A verbatim transcript of the lines below, starting at the first and ending with the one that holds "pub const MAX_BATCH_SIZE: usize = 1_000;", is what should be produced.

Records Start Marker

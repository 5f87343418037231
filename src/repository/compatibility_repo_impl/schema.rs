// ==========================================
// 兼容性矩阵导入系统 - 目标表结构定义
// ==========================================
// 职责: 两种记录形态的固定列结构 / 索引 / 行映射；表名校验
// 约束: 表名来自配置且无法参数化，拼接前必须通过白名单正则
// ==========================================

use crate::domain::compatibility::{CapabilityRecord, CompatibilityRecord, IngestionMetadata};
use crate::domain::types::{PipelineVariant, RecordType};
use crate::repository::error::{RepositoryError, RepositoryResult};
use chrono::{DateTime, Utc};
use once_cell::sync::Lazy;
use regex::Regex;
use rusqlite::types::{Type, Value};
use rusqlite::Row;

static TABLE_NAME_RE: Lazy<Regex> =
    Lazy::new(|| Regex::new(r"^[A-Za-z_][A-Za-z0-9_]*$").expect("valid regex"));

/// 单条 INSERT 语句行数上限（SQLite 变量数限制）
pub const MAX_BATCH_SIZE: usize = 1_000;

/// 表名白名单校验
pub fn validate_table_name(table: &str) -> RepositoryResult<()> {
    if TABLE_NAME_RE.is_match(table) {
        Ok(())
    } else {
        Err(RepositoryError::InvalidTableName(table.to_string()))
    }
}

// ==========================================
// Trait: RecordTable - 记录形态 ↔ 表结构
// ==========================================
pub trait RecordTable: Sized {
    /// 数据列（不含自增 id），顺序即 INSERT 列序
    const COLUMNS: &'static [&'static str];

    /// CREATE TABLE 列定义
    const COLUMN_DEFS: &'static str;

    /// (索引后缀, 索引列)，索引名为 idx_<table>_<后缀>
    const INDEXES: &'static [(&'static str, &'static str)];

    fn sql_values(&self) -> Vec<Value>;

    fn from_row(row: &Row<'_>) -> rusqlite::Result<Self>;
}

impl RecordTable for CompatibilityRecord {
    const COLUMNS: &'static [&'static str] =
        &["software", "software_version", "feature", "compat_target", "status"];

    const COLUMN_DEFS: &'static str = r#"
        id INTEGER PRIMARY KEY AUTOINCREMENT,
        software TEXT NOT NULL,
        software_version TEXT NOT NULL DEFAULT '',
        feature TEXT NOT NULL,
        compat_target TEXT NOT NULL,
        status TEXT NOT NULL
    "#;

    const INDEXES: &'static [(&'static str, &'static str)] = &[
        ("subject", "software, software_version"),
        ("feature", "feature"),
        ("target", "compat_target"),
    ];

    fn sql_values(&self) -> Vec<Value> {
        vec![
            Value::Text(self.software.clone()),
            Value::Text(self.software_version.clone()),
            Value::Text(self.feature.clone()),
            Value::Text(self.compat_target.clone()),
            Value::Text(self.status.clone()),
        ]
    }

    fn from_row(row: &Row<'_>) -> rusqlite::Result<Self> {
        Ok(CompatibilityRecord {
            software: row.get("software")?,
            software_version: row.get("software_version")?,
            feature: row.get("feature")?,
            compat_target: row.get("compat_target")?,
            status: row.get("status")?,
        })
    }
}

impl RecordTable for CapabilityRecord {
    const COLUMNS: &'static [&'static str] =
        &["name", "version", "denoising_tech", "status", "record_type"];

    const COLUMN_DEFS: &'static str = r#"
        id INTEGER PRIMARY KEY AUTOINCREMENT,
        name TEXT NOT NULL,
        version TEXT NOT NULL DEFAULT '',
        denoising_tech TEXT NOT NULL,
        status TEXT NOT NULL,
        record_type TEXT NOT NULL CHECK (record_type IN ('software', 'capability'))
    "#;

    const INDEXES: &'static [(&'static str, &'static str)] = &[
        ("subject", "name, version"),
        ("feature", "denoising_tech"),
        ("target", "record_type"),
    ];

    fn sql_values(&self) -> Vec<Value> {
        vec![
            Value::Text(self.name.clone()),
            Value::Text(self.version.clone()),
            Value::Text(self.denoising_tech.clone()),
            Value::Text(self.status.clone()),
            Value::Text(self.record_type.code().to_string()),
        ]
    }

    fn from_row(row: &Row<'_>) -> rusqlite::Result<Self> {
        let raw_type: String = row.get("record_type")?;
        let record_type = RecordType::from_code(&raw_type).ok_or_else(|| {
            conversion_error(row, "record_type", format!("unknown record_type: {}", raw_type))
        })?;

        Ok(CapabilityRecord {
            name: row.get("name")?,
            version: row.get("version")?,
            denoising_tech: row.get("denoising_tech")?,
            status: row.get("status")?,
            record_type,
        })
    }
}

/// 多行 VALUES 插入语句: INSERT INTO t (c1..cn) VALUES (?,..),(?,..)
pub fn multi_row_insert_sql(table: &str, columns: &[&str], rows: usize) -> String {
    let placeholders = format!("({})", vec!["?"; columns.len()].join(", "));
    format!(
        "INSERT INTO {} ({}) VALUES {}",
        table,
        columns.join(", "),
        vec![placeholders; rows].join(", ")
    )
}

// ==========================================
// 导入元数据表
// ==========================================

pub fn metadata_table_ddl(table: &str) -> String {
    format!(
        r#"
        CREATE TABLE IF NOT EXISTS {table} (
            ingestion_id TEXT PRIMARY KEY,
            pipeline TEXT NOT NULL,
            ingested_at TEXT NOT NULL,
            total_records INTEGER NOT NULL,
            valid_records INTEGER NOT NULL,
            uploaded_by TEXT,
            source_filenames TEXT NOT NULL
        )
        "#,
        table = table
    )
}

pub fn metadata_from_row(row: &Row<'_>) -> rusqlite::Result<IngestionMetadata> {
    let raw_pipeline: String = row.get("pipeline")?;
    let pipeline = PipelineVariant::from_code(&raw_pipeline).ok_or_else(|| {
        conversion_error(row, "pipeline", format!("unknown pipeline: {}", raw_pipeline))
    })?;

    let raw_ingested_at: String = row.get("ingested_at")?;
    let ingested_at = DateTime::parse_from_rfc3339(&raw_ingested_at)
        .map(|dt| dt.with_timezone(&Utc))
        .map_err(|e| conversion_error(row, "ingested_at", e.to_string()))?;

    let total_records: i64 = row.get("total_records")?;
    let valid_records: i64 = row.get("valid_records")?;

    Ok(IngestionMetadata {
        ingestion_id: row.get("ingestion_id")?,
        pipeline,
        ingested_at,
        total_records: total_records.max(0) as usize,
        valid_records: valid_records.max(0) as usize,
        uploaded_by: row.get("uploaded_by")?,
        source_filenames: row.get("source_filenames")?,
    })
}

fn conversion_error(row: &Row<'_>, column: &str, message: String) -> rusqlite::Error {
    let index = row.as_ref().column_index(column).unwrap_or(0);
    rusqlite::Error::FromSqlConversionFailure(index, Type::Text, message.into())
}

Records End Marker

**Answer section**
repository 5f87343418037231
filename src/repository/compatibility_repo_impl/schema.rs
// ==========================================
// 兼容性矩阵导入系统 - 目标表结构定义
// ==========================================
// 职责: 两种记录形态的固定列结构 / 索引 / 行映射；表名校验
// 约束: 表名来自配置且无法参数化，拼接前必须通过白名单正则
// ==========================================

use crate::domain::compatibility::{CapabilityRecord, CompatibilityRecord, IngestionMetadata};
use crate::domain::types::{PipelineVariant, RecordType};
use crate::repository::error::{RepositoryError, RepositoryResult};
use chrono::{DateTime, Utc};
use once_cell::sync::Lazy;
use regex::Regex;
use rusqlite::types::{Type, Value};
use rusqlite::Row;

static TABLE_NAME_RE: Lazy<Regex> =
    Lazy::new(|| Regex::new(r"^[A-Za-z_][A-Za-z0-9_]*$").expect("valid regex"));

/// 单条 INSERT 语句行数上限（SQLite 变量数限制）
pub const MAX_BATCH_SIZE: usize = 1_000;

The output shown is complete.